We present an experimental study on fracture behavior of soft viscoelastic network solid films of polydimethylsiloxane (PDMS) and morphology of the fracture-generated surfaces. The most interesting behavior is the generation of fractal patterns when the storage and loss moduli are comparable. We find the formation of isolated defects and cracks ahead of the fracture-front. The observed morphology of the torn surfaces is correlated to the prefracture behavior by studying the crack propagation and coalescence. Tearing of PDMS containing 2% cross-linking agent with a terminal elastic modulus, G′, of 10 kPa, shows distinct crack patterns at different tearing speeds. Slower tearing leads to the formation of dendritic patterns of propagating fingers, whereas at the higher deformation-rates, more frequent nucleation of bubble like defects occurs. The propagating fingers develop undulations along its sides.

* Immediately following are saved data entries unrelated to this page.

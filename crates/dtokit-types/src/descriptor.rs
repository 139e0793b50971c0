//! Property descriptors
//!
//! A [`PropertyDescriptor`] is the resolved, immutable type contract of one
//! field. It is built once per declaring field by [`DescriptorBuilder`] and
//! never mutated afterwards.

use crate::alias::AliasRegistry;
use crate::error::DeclarationError;
use crate::name::TypeName;
use crate::parse::{DeclarationParser, ParsedDeclaration};
use crate::ty::TypeRef;

/// Whether a field belongs to the type's declared shape
#[derive(Debug, Clone, Copy, PartialEq, Eq, Hash, Default)]
pub enum FieldOrigin {
    /// Part of the type's declared shape
    #[default]
    StaticallyDeclared,
    /// Added to the shape at runtime
    DynamicallyAdded,
}

/// Type the host already knows for a field, independent of its annotation
#[derive(Debug, Clone, PartialEq, Eq)]
pub struct NativeType {
    /// Type name as declared, without the nullable marker
    pub name: String,
    /// Whether the host type admits null
    pub nullable: bool,
}

impl NativeType {
    /// Parse a native type such as `int` or `?App\User`
    pub fn parse(decl: &str) -> Self {
        let decl = decl.trim();
        match decl.strip_prefix('?') {
            Some(name) => Self {
                name: name.trim().to_string(),
                nullable: true,
            },
            None => Self {
                name: decl.to_string(),
                nullable: false,
            },
        }
    }
}

/// Raw per-field input to descriptor construction
#[derive(Debug, Clone, Copy)]
pub struct FieldDecl<'a> {
    /// Field identifier
    pub name: &'a str,
    /// Raw type declaration (`string|int`, `User[]`), if any
    pub declaration: Option<&'a str>,
    /// Explicit input key, if it differs from the field name
    pub source_key: Option<&'a str>,
    /// Statically-known host type, if any
    pub native_type: Option<&'a NativeType>,
    /// Whether the declaring type gives the field a non-null default
    pub has_default: bool,
    /// Declared or dynamically added
    pub origin: FieldOrigin,
}

impl<'a> FieldDecl<'a> {
    /// Declaration of an untyped, statically declared field
    pub fn new(name: &'a str) -> Self {
        Self {
            name,
            declaration: None,
            source_key: None,
            native_type: None,
            has_default: false,
            origin: FieldOrigin::StaticallyDeclared,
        }
    }
}

/// Resolved type contract of one field
#[derive(Debug, Clone, PartialEq, Eq)]
pub struct PropertyDescriptor {
    name: String,
    source_key: String,
    declaring_type: TypeName,
    types: Vec<TypeRef>,
    element_types: Vec<TypeRef>,
    nullable: bool,
    mixed: bool,
    mixed_collection: bool,
    has_default: bool,
    origin: FieldOrigin,
}

impl PropertyDescriptor {
    /// Field identifier
    pub fn name(&self) -> &str {
        &self.name
    }

    /// Input key read for this field; never empty
    pub fn source_key(&self) -> &str {
        &self.source_key
    }

    /// Type whose scope the declaration was resolved in
    pub fn declaring_type(&self) -> &TypeName {
        &self.declaring_type
    }

    /// Canonical allowed types, in declaration order; empty means untyped
    pub fn types(&self) -> &[TypeRef] {
        &self.types
    }

    /// Element types of array/iterable members
    pub fn element_types(&self) -> &[TypeRef] {
        &self.element_types
    }

    /// Whether null is acceptable
    pub fn is_nullable(&self) -> bool {
        self.nullable
    }

    /// Whether validation is disabled entirely
    pub fn is_mixed(&self) -> bool {
        self.mixed
    }

    /// Whether any iterable is accepted without element checks
    pub fn is_mixed_collection(&self) -> bool {
        self.mixed_collection
    }

    /// Whether the declaring type gives a non-null default
    pub fn has_default_value(&self) -> bool {
        self.has_default
    }

    /// Declared or dynamically added
    pub fn origin(&self) -> FieldOrigin {
        self.origin
    }

    /// Whether the field is part of the type's declared shape
    pub fn is_statically_declared(&self) -> bool {
        self.origin == FieldOrigin::StaticallyDeclared
    }

    /// Canonical type identifiers, for diagnostics
    pub fn expected_types(&self) -> Vec<String> {
        self.types.iter().map(ToString::to_string).collect()
    }
}

/// Builds descriptors, resolving names through an alias registry
#[derive(Debug, Clone, Copy)]
pub struct DescriptorBuilder<'a> {
    parser: DeclarationParser<'a>,
}

impl<'a> DescriptorBuilder<'a> {
    /// Create a builder backed by `aliases`
    pub fn new(aliases: &'a AliasRegistry) -> Self {
        Self {
            parser: DeclarationParser::new(aliases),
        }
    }

    /// Build the descriptor of `decl`, declared inside `scope`
    pub fn build(&self, decl: &FieldDecl<'_>, scope: &TypeName) -> Result<PropertyDescriptor, DeclarationError> {
        if decl.name.is_empty() {
            return Err(DeclarationError::EmptyFieldName);
        }

        let mut parsed = match decl.declaration {
            Some(raw) => self.parser.parse(raw, scope)?,
            None => ParsedDeclaration::default(),
        };

        if let Some(native) = decl.native_type {
            let native_parsed = self.parser.parse(&native.name, scope)?;
            for ty in native_parsed.types {
                parsed.push_type(ty);
            }
            if native.nullable {
                parsed.push_type(TypeRef::Null);
            }
        }

        let source_key = decl
            .source_key
            .map(str::trim)
            .filter(|key| !key.is_empty())
            .unwrap_or(decl.name);

        let ParsedDeclaration {
            types,
            element_types,
        } = parsed;

        let mixed = types.is_empty() || types.contains(&TypeRef::Mixed);
        let nullable = mixed || types.contains(&TypeRef::Null);
        let mixed_collection = types.iter().any(TypeRef::is_untyped_collection);

        Ok(PropertyDescriptor {
            name: decl.name.to_string(),
            source_key: source_key.to_string(),
            declaring_type: scope.clone(),
            types,
            element_types,
            nullable,
            mixed,
            mixed_collection,
            has_default: decl.has_default,
            origin: decl.origin,
        })
    }
}

#[cfg(test)]
mod tests {
    use super::*;
    use crate::ty::ScalarKind;

    fn build(decl: FieldDecl<'_>) -> PropertyDescriptor {
        let aliases = AliasRegistry::default();
        DescriptorBuilder::new(&aliases)
            .build(&decl, &TypeName::new("App\\Dto\\User"))
            .unwrap()
    }

    #[test]
    fn test_native_type_parse() {
        assert_eq!(
            NativeType::parse("?int"),
            NativeType {
                name: "int".to_string(),
                nullable: true
            }
        );
        assert!(!NativeType::parse("string").nullable);
    }

    #[test]
    fn test_source_key_defaults_to_name() {
        let descriptor = build(FieldDecl::new("email"));
        assert_eq!(descriptor.source_key(), "email");

        let descriptor = build(FieldDecl {
            source_key: Some("EMAIL_ADDRESS"),
            ..FieldDecl::new("email")
        });
        assert_eq!(descriptor.source_key(), "EMAIL_ADDRESS");

        let descriptor = build(FieldDecl {
            source_key: Some("  "),
            ..FieldDecl::new("email")
        });
        assert_eq!(descriptor.source_key(), "email");
    }

    #[test]
    fn test_untyped_field_is_mixed_and_nullable() {
        let descriptor = build(FieldDecl::new("anything"));
        assert!(descriptor.types().is_empty());
        assert!(descriptor.is_mixed());
        assert!(descriptor.is_nullable());
        assert!(!descriptor.is_mixed_collection());
    }

    #[test]
    fn test_flags() {
        let descriptor = build(FieldDecl {
            declaration: Some("integer|null"),
            ..FieldDecl::new("count")
        });
        assert!(descriptor.is_nullable());
        assert!(!descriptor.is_mixed());

        let descriptor = build(FieldDecl {
            declaration: Some("mixed[]"),
            ..FieldDecl::new("items")
        });
        assert!(descriptor.is_mixed_collection());
        assert!(!descriptor.is_mixed());
        assert!(!descriptor.is_nullable());
    }

    #[test]
    fn test_native_type_is_unioned() {
        let native = NativeType::parse("?int");
        let descriptor = build(FieldDecl {
            declaration: Some("string"),
            native_type: Some(&native),
            ..FieldDecl::new("code")
        });
        assert_eq!(
            descriptor.types(),
            &[
                TypeRef::Scalar(ScalarKind::String),
                TypeRef::Scalar(ScalarKind::Integer),
                TypeRef::Null,
            ]
        );
        assert!(descriptor.is_nullable());
    }

    #[test]
    fn test_empty_field_name_rejected() {
        let aliases = AliasRegistry::default();
        let result = DescriptorBuilder::new(&aliases).build(&FieldDecl::new(""), &TypeName::new("T"));
        assert_eq!(result, Err(DeclarationError::EmptyFieldName));
    }
}
//! dtokit type declarations
//!
//! Static half of dtokit: canonical type names, alias tables built from a
//! scope's imports, the type-declaration parser and the immutable property
//! descriptors consumed by the runtime in `dtokit-core`.

#![warn(missing_docs)]
#![warn(rust_2018_idioms)]

pub mod alias;
pub mod descriptor;
pub mod docblock;
pub mod error;
pub mod name;
pub mod parse;
pub mod resolve;
pub mod scan;
pub mod ty;

pub use alias::{AliasRegistry, AliasTable, Import, ImportMap, ImportSource, NoImports};
pub use descriptor::{DescriptorBuilder, FieldDecl, FieldOrigin, NativeType, PropertyDescriptor};
pub use docblock::DocTags;
pub use error::DeclarationError;
pub use name::TypeName;
pub use parse::{DeclarationParser, ParsedDeclaration};
pub use resolve::TypeNameResolver;
pub use scan::{scan_imports, ScannedImports, SourceImports};
pub use ty::{ScalarKind, TypeRef};
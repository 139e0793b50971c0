//! Type declaration parsing
//!
//! Grammar (informal):
//!
//! ```text
//! decl    := token ('|' token)*
//! token   := '?'? (wrapped | arrayed | name)
//! wrapped := ('iterable' | 'iterator') '<' token '>'
//! arrayed := token '[' ']'
//! ```
//!
//! The union separator only splits at bracket depth zero, so a token such as
//! `iterable<Foo\Bar>` keeps its wrapper while `Foo\Bar` is resolved through
//! the declaring scope's aliases.

use crate::alias::AliasRegistry;
use crate::error::DeclarationError;
use crate::name::TypeName;
use crate::resolve::TypeNameResolver;
use crate::ty::TypeRef;

/// Canonical result of parsing one declaration
#[derive(Debug, Clone, Default, PartialEq, Eq)]
pub struct ParsedDeclaration {
    /// Resolved union members, de-duplicated, in declaration order
    pub types: Vec<TypeRef>,
    /// Element types of every array/iterable member, de-duplicated
    pub element_types: Vec<TypeRef>,
}

impl ParsedDeclaration {
    /// Add a type unless already present
    pub fn push_type(&mut self, ty: TypeRef) {
        if let Some(element) = ty.element() {
            push_unique(&mut self.element_types, element.clone());
        }
        push_unique(&mut self.types, ty);
    }
}

/// Parser for raw type declarations
#[derive(Debug, Clone, Copy)]
pub struct DeclarationParser<'a> {
    resolver: TypeNameResolver<'a>,
}

impl<'a> DeclarationParser<'a> {
    /// Create a parser resolving names through `aliases`
    pub fn new(aliases: &'a AliasRegistry) -> Self {
        Self {
            resolver: TypeNameResolver::new(aliases),
        }
    }

    /// Parse `raw` as declared inside `scope`
    ///
    /// Empty union members are dropped, so an empty declaration yields an
    /// empty type set.
    pub fn parse(&self, raw: &str, scope: &TypeName) -> Result<ParsedDeclaration, DeclarationError> {
        let mut parsed = ParsedDeclaration::default();

        for token in split_union(raw) {
            let token = token.trim();
            if token.is_empty() {
                continue;
            }

            let (nullable, body) = match token.strip_prefix('?') {
                Some(body) => (true, body.trim()),
                None => (false, token),
            };

            parsed.push_type(self.parse_token(body, token, scope)?);
            if nullable {
                parsed.push_type(TypeRef::Null);
            }
        }

        Ok(parsed)
    }

    fn parse_token(&self, body: &str, token: &str, scope: &TypeName) -> Result<TypeRef, DeclarationError> {
        if body.is_empty() {
            return Err(DeclarationError::EmptyTypeName {
                token: token.to_string(),
            });
        }

        if let Some(inner) = body.strip_suffix("[]") {
            let inner = inner.trim();
            if inner.is_empty() {
                return Err(DeclarationError::EmptyTypeName {
                    token: token.to_string(),
                });
            }
            let element = self.parse_token(inner, token, scope)?;
            return Ok(TypeRef::ArrayOf(Box::new(element)));
        }

        if body.ends_with('>') {
            return self.parse_wrapper(body, token, scope);
        }

        if body.contains(&['[', ']', '<', '>'][..]) {
            return Err(DeclarationError::UnbalancedBrackets {
                token: token.to_string(),
            });
        }

        self.resolver.resolve(body, scope)
    }

    fn parse_wrapper(&self, body: &str, token: &str, scope: &TypeName) -> Result<TypeRef, DeclarationError> {
        let open = body.find('<').ok_or_else(|| DeclarationError::UnbalancedBrackets {
            token: token.to_string(),
        })?;
        let wrapper = body[..open].trim();
        let inner = body[open + 1..body.len() - 1].trim();

        if inner.contains('|') {
            return Err(DeclarationError::UnionElement {
                token: token.to_string(),
            });
        }
        if inner.contains(',') {
            return Err(DeclarationError::UnsupportedWrapper {
                wrapper: wrapper.to_string(),
                token: token.to_string(),
            });
        }
        if inner.is_empty() {
            return Err(DeclarationError::EmptyTypeName {
                token: token.to_string(),
            });
        }

        let element = Box::new(self.parse_token(inner, token, scope)?);
        match wrapper.to_ascii_lowercase().as_str() {
            "iterable" => Ok(TypeRef::IterableOf(element)),
            "iterator" => Ok(TypeRef::IteratorOf(element)),
            _ => Err(DeclarationError::UnsupportedWrapper {
                wrapper: wrapper.to_string(),
                token: token.to_string(),
            }),
        }
    }
}

/// Split on `|` at bracket depth zero
fn split_union(raw: &str) -> Vec<&str> {
    let mut parts = Vec::new();
    let mut depth = 0i32;
    let mut start = 0;

    for (idx, ch) in raw.char_indices() {
        match ch {
            '<' | '[' => depth += 1,
            '>' | ']' => depth -= 1,
            '|' if depth == 0 => {
                parts.push(&raw[start..idx]);
                start = idx + 1;
            }
            _ => {}
        }
    }
    parts.push(&raw[start..]);
    parts
}

fn push_unique(types: &mut Vec<TypeRef>, ty: TypeRef) {
    if !types.contains(&ty) {
        types.push(ty);
    }
}

#[cfg(test)]
mod tests {
    use super::*;
    use crate::alias::{Import, ImportMap};
    use crate::ty::ScalarKind;
    use std::sync::Arc;

    const SCOPE: &str = "App\\Dto\\Order";

    fn parse(raw: &str) -> Result<ParsedDeclaration, DeclarationError> {
        let imports = ImportMap::new().with_import(SCOPE, Import::new("App\\Model\\Line"));
        let aliases = AliasRegistry::new(Arc::new(imports));
        DeclarationParser::new(&aliases).parse(raw, &TypeName::new(SCOPE))
    }

    fn integer() -> TypeRef {
        TypeRef::Scalar(ScalarKind::Integer)
    }

    fn object(name: &str) -> TypeRef {
        TypeRef::Object(TypeName::new(name))
    }

    #[test]
    fn test_split_union_respects_brackets() {
        assert_eq!(split_union("a|b"), vec!["a", "b"]);
        assert_eq!(split_union("iterable<a|b>|c"), vec!["iterable<a|b>", "c"]);
        assert_eq!(split_union(""), vec![""]);
    }

    #[test]
    fn test_union_order_and_dedup() {
        let parsed = parse("string|int|integer|null").unwrap();
        assert_eq!(
            parsed.types,
            vec![TypeRef::Scalar(ScalarKind::String), integer(), TypeRef::Null]
        );
        assert!(parsed.element_types.is_empty());
    }

    #[test]
    fn test_empty_members_dropped() {
        assert!(parse("").unwrap().types.is_empty());
        assert_eq!(parse("null|boolean|mixed|").unwrap().types.len(), 3);
    }

    #[test]
    fn test_array_suffix_registers_element() {
        let parsed = parse("Line[]").unwrap();
        assert_eq!(
            parsed.types,
            vec![TypeRef::ArrayOf(Box::new(object("App\\Model\\Line")))]
        );
        assert_eq!(parsed.element_types, vec![object("App\\Model\\Line")]);
    }

    #[test]
    fn test_wrapper_registers_element() {
        let parsed = parse("iterable<\\Vendor\\Item>|iterator<int>").unwrap();
        assert_eq!(
            parsed.types,
            vec![
                TypeRef::IterableOf(Box::new(object("Vendor\\Item"))),
                TypeRef::IteratorOf(Box::new(integer())),
            ]
        );
        assert_eq!(parsed.element_types, vec![object("Vendor\\Item"), integer()]);
    }

    #[test]
    fn test_nested_array_element_is_array() {
        let parsed = parse("int[][]").unwrap();
        assert_eq!(
            parsed.element_types,
            vec![TypeRef::ArrayOf(Box::new(integer()))]
        );
    }

    #[test]
    fn test_nullable_shorthand() {
        let parsed = parse("?int").unwrap();
        assert_eq!(parsed.types, vec![integer(), TypeRef::Null]);
    }

    #[test]
    fn test_malformed_tokens() {
        assert!(matches!(parse("[]"), Err(DeclarationError::EmptyTypeName { .. })));
        assert!(matches!(parse("iterable<>"), Err(DeclarationError::EmptyTypeName { .. })));
        assert!(matches!(parse("Foo[]]"), Err(DeclarationError::UnbalancedBrackets { .. })));
        assert!(matches!(parse("Foo<Bar"), Err(DeclarationError::UnbalancedBrackets { .. })));
        assert!(matches!(
            parse("iterable<int|string>"),
            Err(DeclarationError::UnionElement { .. })
        ));
        assert!(matches!(
            parse("Collection<Line>"),
            Err(DeclarationError::UnsupportedWrapper { .. })
        ));
        assert!(matches!(
            parse("iterable<int, Line>"),
            Err(DeclarationError::UnsupportedWrapper { .. })
        ));
    }
}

The effects of tearing speed on the length scale of the undulations and the bubbles are studied. The formation of undulations can be explained as a result of Saffman–Taylor instability with a modified effective surface tension which accounts for the dissipative energy loss. We also study the rate of formation of the defects, which is shown to be an activated process in that they form beyond a threshold value of the local stress.